What you need to do: Produce as output only the lines below starting at the line with "use std::fmt;" and continuing through the line with "was attempted remotely.", each one exactly as written.

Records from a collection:

+++++

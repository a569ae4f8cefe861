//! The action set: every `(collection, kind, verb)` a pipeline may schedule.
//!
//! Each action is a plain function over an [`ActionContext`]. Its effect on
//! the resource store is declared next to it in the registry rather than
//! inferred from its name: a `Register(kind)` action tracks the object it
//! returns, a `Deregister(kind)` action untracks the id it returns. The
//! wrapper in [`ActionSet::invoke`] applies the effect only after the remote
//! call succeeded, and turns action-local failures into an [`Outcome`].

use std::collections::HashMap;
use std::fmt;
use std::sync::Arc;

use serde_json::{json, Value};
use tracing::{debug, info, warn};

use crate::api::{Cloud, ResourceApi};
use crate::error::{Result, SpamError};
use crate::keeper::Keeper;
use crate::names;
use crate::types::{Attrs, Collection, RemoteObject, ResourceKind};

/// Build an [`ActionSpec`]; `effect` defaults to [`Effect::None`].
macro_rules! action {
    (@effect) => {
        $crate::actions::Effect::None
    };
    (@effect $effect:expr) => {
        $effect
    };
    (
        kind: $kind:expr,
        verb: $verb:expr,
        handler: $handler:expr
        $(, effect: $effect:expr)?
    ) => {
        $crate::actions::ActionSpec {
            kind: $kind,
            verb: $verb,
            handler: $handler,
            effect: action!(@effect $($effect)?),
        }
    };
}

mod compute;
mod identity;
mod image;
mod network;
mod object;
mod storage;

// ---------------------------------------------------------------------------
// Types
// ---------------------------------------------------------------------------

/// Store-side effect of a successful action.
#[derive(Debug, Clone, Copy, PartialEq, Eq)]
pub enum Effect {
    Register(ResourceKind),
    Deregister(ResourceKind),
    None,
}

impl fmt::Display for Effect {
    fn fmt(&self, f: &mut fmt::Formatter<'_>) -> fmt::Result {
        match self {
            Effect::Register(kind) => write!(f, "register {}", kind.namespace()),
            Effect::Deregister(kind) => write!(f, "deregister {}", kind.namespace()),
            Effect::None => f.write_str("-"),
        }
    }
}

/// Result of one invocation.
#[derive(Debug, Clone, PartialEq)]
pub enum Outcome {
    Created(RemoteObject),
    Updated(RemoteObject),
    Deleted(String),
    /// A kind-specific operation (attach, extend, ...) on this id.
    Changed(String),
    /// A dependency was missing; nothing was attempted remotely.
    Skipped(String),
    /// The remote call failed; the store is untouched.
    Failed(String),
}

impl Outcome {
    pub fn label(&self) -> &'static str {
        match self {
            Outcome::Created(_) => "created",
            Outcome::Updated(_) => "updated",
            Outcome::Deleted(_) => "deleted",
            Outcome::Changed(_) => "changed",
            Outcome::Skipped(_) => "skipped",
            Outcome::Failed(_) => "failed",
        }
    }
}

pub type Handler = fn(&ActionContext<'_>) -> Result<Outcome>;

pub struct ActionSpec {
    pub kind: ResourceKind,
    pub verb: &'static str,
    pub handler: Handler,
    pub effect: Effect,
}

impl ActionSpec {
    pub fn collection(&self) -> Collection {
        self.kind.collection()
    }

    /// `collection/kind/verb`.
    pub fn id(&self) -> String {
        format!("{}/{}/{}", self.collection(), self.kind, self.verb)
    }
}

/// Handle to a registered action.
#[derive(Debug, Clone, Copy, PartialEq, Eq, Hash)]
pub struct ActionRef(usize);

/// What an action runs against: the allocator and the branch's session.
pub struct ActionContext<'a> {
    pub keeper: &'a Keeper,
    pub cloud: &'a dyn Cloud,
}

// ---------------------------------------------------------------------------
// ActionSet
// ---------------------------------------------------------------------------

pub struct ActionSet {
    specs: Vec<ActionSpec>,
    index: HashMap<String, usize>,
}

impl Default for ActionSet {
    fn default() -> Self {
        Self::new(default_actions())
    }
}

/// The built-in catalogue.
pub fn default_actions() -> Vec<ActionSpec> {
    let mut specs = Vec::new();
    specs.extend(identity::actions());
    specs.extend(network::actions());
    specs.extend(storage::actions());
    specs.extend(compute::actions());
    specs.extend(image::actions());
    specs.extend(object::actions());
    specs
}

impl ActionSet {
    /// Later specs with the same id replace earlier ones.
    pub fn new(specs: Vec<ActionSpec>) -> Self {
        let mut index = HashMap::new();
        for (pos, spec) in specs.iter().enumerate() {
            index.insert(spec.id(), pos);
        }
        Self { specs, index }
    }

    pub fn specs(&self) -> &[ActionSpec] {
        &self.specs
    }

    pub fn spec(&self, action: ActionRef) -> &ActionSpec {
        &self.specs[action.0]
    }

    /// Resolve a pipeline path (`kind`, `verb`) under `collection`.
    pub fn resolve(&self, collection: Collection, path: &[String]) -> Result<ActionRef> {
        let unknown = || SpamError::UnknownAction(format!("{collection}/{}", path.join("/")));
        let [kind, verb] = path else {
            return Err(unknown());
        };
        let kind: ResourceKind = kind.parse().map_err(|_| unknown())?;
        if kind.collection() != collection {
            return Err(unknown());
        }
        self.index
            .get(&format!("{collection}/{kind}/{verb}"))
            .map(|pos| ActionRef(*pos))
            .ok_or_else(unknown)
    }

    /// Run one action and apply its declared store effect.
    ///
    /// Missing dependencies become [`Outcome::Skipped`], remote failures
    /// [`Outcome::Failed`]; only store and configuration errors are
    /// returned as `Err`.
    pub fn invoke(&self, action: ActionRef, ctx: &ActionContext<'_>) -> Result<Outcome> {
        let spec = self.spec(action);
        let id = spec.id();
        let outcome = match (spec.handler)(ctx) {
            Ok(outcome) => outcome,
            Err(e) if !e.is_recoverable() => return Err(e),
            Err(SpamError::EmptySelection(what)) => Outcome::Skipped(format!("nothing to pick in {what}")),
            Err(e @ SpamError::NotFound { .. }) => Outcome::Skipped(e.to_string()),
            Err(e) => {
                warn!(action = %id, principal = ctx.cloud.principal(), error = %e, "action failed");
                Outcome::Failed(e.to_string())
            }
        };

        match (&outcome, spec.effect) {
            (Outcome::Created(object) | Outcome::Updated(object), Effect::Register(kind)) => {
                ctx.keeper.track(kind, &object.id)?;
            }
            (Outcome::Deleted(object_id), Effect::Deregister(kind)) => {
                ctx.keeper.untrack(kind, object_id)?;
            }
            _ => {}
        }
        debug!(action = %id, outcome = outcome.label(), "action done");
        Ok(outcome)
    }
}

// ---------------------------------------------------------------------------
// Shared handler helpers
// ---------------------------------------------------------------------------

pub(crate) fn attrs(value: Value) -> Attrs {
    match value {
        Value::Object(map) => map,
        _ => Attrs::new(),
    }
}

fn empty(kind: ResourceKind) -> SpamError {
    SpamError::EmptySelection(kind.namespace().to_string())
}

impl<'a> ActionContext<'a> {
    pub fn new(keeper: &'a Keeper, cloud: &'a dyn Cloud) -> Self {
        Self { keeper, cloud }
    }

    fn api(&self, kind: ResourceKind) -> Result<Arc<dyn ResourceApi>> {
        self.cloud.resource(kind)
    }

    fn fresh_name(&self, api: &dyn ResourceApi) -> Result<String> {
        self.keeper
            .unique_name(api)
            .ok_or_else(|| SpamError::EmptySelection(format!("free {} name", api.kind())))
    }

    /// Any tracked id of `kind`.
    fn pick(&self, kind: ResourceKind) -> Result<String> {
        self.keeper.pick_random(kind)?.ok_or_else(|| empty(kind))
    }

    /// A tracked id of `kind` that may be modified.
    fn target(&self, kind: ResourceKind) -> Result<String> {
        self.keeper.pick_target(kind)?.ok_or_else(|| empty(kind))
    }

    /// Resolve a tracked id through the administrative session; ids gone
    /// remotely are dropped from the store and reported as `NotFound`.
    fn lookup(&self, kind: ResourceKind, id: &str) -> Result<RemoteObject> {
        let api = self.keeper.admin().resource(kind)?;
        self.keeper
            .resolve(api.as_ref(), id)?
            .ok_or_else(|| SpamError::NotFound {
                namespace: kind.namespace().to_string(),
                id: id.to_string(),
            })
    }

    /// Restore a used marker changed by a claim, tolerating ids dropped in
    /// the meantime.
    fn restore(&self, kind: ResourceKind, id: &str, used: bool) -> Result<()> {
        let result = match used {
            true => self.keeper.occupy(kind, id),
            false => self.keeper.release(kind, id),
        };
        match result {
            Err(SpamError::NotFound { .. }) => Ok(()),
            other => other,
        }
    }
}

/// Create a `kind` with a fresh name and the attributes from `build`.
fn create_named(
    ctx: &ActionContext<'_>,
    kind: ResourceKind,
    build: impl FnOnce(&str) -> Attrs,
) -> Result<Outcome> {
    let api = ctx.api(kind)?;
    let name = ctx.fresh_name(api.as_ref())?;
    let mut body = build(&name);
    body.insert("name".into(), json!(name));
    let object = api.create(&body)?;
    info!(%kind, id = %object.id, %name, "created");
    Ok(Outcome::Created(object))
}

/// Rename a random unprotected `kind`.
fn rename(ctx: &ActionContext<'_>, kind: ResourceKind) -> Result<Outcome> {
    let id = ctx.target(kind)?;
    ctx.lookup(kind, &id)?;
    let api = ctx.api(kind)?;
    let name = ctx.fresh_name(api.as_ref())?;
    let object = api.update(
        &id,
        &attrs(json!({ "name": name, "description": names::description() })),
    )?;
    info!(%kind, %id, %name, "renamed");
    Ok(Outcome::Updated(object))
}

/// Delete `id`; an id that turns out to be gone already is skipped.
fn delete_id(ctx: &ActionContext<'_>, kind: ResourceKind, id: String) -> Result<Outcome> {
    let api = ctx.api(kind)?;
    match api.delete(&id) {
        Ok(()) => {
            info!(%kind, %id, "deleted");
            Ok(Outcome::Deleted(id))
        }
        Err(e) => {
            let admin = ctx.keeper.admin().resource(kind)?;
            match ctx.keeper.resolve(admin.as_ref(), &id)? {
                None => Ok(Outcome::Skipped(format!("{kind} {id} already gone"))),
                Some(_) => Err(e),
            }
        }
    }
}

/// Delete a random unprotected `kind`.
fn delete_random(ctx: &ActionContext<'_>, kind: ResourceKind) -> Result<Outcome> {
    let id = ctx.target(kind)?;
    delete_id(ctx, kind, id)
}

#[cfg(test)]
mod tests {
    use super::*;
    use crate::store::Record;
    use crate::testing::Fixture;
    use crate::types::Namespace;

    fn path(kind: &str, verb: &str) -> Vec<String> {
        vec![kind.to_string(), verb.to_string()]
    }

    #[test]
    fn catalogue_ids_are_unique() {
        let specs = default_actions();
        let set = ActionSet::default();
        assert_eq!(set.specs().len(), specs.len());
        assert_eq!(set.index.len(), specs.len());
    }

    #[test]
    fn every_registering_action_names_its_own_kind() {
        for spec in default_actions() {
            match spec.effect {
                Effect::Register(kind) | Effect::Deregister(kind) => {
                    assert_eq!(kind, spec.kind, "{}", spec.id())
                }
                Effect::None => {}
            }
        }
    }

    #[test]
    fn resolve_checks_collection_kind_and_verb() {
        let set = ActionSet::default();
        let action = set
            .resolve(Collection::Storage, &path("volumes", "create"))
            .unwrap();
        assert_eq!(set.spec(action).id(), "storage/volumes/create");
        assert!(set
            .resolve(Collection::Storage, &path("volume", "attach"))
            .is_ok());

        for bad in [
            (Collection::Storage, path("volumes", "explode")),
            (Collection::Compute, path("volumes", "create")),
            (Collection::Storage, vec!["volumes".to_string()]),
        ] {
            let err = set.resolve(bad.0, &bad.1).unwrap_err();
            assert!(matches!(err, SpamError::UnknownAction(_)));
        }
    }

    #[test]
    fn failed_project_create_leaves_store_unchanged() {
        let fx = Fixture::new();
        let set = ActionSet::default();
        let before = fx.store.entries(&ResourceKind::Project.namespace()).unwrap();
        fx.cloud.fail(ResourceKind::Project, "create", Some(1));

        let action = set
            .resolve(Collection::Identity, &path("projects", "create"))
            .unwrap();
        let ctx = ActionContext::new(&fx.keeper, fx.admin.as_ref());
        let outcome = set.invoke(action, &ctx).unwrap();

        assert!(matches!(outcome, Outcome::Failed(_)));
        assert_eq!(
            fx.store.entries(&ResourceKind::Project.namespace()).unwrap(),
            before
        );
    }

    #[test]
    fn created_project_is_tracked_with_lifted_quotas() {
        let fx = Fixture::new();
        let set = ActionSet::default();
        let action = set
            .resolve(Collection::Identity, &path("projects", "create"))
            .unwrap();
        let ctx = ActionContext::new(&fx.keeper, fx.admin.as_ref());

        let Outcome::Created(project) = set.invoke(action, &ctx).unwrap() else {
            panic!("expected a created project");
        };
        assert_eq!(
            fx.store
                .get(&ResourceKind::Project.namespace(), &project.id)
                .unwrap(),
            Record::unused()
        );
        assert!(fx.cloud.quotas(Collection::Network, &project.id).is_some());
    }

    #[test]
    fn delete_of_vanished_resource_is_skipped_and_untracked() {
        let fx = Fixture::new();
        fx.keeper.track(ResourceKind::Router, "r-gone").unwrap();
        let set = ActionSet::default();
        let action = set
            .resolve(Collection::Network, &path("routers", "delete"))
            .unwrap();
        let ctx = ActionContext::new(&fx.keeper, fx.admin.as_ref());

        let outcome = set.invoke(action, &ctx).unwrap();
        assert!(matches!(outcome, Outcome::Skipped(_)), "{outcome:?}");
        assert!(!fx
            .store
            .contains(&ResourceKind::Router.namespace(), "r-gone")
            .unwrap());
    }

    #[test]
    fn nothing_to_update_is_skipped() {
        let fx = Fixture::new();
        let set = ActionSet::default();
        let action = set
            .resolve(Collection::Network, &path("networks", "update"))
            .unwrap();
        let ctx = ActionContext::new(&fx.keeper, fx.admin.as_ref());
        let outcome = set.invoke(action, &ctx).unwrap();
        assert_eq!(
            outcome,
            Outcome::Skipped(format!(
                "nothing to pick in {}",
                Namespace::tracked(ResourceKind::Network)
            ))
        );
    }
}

+++++

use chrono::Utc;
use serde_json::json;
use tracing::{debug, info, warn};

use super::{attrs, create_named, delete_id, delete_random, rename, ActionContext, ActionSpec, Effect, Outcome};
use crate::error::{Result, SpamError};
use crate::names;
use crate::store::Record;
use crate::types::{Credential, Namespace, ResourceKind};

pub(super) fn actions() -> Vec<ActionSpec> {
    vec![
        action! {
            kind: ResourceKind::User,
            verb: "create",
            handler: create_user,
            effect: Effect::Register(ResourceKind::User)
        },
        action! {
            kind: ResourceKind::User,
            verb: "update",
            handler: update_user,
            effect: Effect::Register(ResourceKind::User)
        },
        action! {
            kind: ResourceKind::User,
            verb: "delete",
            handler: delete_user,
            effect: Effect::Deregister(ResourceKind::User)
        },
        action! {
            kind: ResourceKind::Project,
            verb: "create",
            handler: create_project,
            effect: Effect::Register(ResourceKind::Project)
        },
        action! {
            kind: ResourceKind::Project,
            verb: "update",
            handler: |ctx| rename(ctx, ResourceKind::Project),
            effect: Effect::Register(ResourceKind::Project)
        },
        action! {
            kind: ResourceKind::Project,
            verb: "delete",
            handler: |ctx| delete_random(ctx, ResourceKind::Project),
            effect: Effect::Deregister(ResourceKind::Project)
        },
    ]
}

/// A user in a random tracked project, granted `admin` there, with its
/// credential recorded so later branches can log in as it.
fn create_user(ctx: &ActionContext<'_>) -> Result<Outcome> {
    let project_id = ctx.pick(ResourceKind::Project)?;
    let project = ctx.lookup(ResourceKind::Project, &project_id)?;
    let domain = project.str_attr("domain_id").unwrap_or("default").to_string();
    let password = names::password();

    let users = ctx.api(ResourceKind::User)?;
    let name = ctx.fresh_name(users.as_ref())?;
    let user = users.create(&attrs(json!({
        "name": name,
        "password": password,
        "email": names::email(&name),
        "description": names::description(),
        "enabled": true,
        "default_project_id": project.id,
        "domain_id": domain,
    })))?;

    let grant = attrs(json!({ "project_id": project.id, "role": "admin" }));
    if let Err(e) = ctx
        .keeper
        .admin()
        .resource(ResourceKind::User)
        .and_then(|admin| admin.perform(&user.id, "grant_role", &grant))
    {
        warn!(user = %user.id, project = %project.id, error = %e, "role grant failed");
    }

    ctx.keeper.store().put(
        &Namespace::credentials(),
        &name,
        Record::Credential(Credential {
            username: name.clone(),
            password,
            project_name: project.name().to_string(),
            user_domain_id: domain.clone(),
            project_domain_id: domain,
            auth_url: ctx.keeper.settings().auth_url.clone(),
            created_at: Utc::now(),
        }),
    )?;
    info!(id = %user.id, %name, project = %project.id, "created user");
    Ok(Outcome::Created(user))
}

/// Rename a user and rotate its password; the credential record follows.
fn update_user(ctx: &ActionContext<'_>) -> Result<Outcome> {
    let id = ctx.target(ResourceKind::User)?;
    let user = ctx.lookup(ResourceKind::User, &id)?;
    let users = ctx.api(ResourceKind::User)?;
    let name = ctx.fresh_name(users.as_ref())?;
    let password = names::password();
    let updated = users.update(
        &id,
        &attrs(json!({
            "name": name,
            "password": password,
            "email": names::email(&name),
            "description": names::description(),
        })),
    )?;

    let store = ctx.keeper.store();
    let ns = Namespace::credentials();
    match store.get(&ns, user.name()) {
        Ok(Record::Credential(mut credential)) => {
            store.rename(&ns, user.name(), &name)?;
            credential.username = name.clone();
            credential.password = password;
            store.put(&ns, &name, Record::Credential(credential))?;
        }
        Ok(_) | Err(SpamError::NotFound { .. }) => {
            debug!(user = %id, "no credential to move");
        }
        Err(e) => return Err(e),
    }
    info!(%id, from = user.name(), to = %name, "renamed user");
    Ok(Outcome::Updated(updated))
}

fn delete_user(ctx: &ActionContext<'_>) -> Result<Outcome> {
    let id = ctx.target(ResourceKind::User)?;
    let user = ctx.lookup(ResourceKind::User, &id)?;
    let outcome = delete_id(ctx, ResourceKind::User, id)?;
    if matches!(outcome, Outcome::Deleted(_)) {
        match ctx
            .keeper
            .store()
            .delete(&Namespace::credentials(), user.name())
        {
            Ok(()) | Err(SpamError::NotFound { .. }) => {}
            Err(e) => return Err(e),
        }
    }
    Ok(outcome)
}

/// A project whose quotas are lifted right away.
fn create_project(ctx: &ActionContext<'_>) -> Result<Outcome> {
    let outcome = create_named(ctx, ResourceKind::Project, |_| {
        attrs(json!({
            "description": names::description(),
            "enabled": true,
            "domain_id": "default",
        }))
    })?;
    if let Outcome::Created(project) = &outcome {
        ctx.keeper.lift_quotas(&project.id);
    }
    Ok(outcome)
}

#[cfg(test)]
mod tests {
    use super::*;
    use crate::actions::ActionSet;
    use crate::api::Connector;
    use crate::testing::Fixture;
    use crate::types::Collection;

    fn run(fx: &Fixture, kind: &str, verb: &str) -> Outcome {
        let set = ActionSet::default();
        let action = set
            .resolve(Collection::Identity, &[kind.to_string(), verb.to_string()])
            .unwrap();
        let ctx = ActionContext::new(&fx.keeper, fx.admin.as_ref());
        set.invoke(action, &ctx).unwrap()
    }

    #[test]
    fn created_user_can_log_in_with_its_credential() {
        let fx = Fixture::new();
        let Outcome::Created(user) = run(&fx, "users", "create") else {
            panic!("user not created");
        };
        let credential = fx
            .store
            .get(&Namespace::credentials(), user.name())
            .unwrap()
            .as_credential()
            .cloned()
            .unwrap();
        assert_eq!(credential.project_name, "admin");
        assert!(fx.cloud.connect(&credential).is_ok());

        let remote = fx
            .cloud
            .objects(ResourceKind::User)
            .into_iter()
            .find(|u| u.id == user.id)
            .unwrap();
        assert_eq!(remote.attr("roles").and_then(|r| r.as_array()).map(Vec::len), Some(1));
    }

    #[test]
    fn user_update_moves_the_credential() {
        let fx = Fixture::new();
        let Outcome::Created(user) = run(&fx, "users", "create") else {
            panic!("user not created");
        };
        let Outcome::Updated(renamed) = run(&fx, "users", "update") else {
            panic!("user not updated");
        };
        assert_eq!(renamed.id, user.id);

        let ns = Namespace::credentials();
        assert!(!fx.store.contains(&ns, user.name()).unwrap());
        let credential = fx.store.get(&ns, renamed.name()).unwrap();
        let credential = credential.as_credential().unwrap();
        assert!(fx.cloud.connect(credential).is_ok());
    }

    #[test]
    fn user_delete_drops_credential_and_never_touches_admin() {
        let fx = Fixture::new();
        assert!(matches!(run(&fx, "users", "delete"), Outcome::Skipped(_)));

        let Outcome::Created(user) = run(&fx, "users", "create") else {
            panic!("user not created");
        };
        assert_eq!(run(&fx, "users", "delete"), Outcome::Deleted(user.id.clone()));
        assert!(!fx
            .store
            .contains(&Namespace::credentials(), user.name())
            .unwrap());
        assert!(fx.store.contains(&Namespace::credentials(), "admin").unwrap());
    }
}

+++++

Written response:
use std::fmt;
use std::sync::Arc;

use serde_json::{json, Value};
use tracing::{debug, info, warn};

use crate::api::{Cloud, ResourceApi};
use crate::error::{Result, SpamError};
use crate::keeper::Keeper;
use crate::names;
use crate::types::{Attrs, Collection, RemoteObject, ResourceKind};

/// Build an [`ActionSpec`]; `effect` defaults to [`Effect::None`].
macro_rules! action {
    (@effect) => {
        $crate::actions::Effect::None
    };
    (@effect $effect:expr) => {
        $effect
    };
    (
        kind: $kind:expr,
        verb: $verb:expr,
        handler: $handler:expr
        $(, effect: $effect:expr)?
    ) => {
        $crate::actions::ActionSpec {
            kind: $kind,
            verb: $verb,
            handler: $handler,
            effect: action!(@effect $($effect)?),
        }
    };
}

mod compute;
mod identity;
mod image;
mod network;
mod object;
mod storage;

// ---------------------------------------------------------------------------
// Types
// ---------------------------------------------------------------------------

/// Store-side effect of a successful action.
#[derive(Debug, Clone, Copy, PartialEq, Eq)]
pub enum Effect {
    Register(ResourceKind),
    Deregister(ResourceKind),
    None,
}

impl fmt::Display for Effect {
    fn fmt(&self, f: &mut fmt::Formatter<'_>) -> fmt::Result {
        match self {
            Effect::Register(kind) => write!(f, "register {}", kind.namespace()),
            Effect::Deregister(kind) => write!(f, "deregister {}", kind.namespace()),
            Effect::None => f.write_str("-"),
        }
    }
}

/// Result of one invocation.
#[derive(Debug, Clone, PartialEq)]
pub enum Outcome {
    Created(RemoteObject),
    Updated(RemoteObject),
    Deleted(String),
    /// A kind-specific operation (attach, extend, ...) on this id.
    Changed(String),
    /// A dependency was missing; nothing was attempted remotely.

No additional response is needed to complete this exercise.